Definiti con lo stesso termine (zhangyuan) utilizzato per indicare i candidati che ottenevano i migliori risultati agli esami imperiali per l’ingresso nella burocrazia celeste, i numero uno del gaokao dovrebbero essere destinati a diventare la creme della classe dirigente. Invece, secondo un’indagine svolta dall’Associazione degli Alumni di Cina prendendo in considerazione circa 2000 “campioni” dell’esame dal 1952 a oggi, gli esaminandi migliori raramente diventano persone di straordinario successo in Cina.

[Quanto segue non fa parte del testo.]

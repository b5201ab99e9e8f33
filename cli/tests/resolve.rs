use std::path::Path;

use anyhow::Result;
use pretty_assertions::assert_eq;
use serde_json::Value;
use serde_json::json;
use tempfile::TempDir;

fn oj_command(home: &Path) -> Result<assert_cmd::Command> {
    let mut cmd = assert_cmd::Command::cargo_bin("oj")?;
    cmd.env("OJ_HOME", home);
    Ok(cmd)
}

fn resolve(home: &Path, args: &[&str]) -> Result<Value> {
    let output = oj_command(home)?.arg("resolve").args(args).output()?;
    assert!(output.status.success(), "{}", String::from_utf8_lossy(&output.stderr));
    Ok(serde_json::from_slice(&output.stdout)?)
}

#[test]
fn anonymous_visitor_is_sent_to_login() -> Result<()> {
    let home = TempDir::new()?;
    let value = resolve(home.path(), &["/user", "--anonymous"])?;
    assert_eq!(value["rule"], json!("auth-gate"));
    assert_eq!(value["outcome"], json!({"kind": "redirect", "path": "/login"}));
    assert_eq!(value["route"], json!("UserHome"));
    Ok(())
}

#[test]
fn student_problem_link_is_virtualized() -> Result<()> {
    let home = TempDir::new()?;
    let value = resolve(home.path(), &["/problems/42", "--role", "0", "--from", "/user"])?;
    assert_eq!(value["rule"], json!("virtualize"));
    assert_eq!(
        value["outcome"],
        json!({
            "kind": "redirect",
            "path": "/user",
            "query": {"component": "problem-detail", "problemId": "42"},
        })
    );
    Ok(())
}

#[test]
fn embedded_detail_origin_cancels() -> Result<()> {
    let home = TempDir::new()?;
    let value = resolve(
        home.path(),
        &[
            "/problems/42",
            "--role",
            "2",
            "--from",
            "/admin?component=problem-detail&problemId=42",
        ],
    )?;
    assert_eq!(value["rule"], json!("loop-breaker"));
    assert_eq!(value["outcome"], json!({"kind": "cancel"}));
    Ok(())
}

#[test]
fn role_and_anonymous_conflict() -> Result<()> {
    let home = TempDir::new()?;
    oj_command(home.path())?
        .args(["resolve", "/admin", "--role", "2", "--anonymous"])
        .assert()
        .failure();
    Ok(())
}

#[test]
fn routes_lists_default_table() -> Result<()> {
    let home = TempDir::new()?;
    let output = oj_command(home.path())?.arg("routes").output()?;
    assert!(output.status.success());
    let table: Value = serde_json::from_slice(&output.stdout)?;
    assert_eq!(table["fallback"], json!("/login"));
    let names: Vec<&str> = table["routes"]
        .as_array()
        .map(|routes| routes.iter().filter_map(|r| r["name"].as_str()).collect())
        .unwrap_or_default();
    assert!(names.contains(&"AdminProblemTestcases"));
    Ok(())
}
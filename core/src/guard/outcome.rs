use crate::guard::request::Query;
use crate::guard::rules::RuleId;
use serde::Deserialize;
use serde::Serialize;

/// What the dispatcher should do with a navigation request.
#[derive(Debug, Clone, PartialEq, Eq, Serialize, Deserialize)]
#[serde(tag = "kind", rename_all = "kebab-case")]
pub enum NavigationOutcome {
    /// Continue to the requested target unchanged.
    Proceed,
    /// Navigate to `path` with `query` instead.
    Redirect {
        path: String,
        #[serde(default, skip_serializing_if = "Query::is_empty")]
        query: Query,
    },
    /// Abort; the origin stays current.
    Cancel,
}

impl NavigationOutcome {
    pub fn redirect(path: impl Into<String>) -> Self {
        NavigationOutcome::Redirect {
            path: path.into(),
            query: Query::new(),
        }
    }

    pub fn redirect_with(path: impl Into<String>, query: Query) -> Self {
        NavigationOutcome::Redirect {
            path: path.into(),
            query,
        }
    }
}

/// Outcome plus the rule that produced it.
#[derive(Debug, Clone, PartialEq, Eq, Serialize, Deserialize)]
pub struct Resolution {
    pub outcome: NavigationOutcome,
    pub rule: RuleId,
}
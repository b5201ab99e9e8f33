use serde::Deserialize;
use serde::Serialize;

/// User record as returned by the judge backend at sign-in.
///
/// Only `role` matters for navigation; everything the backend sends beyond
/// the known fields is kept in `extra` so it survives a reload untouched.
#[derive(Debug, Clone, PartialEq, Serialize, Deserialize)]
pub struct UserRecord {
    pub id: i64,
    pub username: String,
    /// Numeric role level: 0 student, 1 teacher, 2 admin.
    #[serde(default)]
    pub role: i64,
    #[serde(default, skip_serializing_if = "Option::is_none")]
    pub email: Option<String>,
    #[serde(default, skip_serializing_if = "Option::is_none")]
    pub avatar: Option<String>,
    #[serde(default, skip_serializing_if = "Option::is_none")]
    pub status: Option<i64>,
    #[serde(flatten)]
    pub extra: serde_json::Map<String, serde_json::Value>,
}

impl UserRecord {
    pub fn new(id: i64, username: impl Into<String>, role: i64) -> Self {
        Self {
            id,
            username: username.into(),
            role,
            email: None,
            avatar: None,
            status: None,
            extra: serde_json::Map::new(),
        }
    }
}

Un po’ perché se ne vanno altrove (circa la metà), trasferendosi all’estero e non tornando mai più. Un po’ perché pochi scelgono la carriera politica o imprenditoriale. La maggior parte, invece, sceglie impieghi dirigenziali in settori remunerativi, capaci di assicurare loro lo status sociale e le risorse economiche per una vita di successo, anche se non eccezionale.
Mentre altri commentatori, su Xinhua e altre testate, si soffermano sulle ragioni dietro questa fuga di cervelli o sulle qualità che il gaokao non è in grado di valutare, il commentatore Tang Ji Weide, nome di penna d uno scrittore, editorialista e columnist per vari giornali tra cui il periodico Zhongguo xinwen zhoukan, prende il caso dei “campioni” del gaokao per parlare invece della decadenza dei costumi in Cina.
“Il rapporto pubblicato dall’Associazione - scrive il 20 giugno il giornalista sul quotidiano Huasheng Bao - mostra che la maggior parte degli studenti migliori ha scelto economia, management e altre lauree che promettono impieghi remunerativi”. Questo, argomenta Tang Ji Weide, non è un buon segno.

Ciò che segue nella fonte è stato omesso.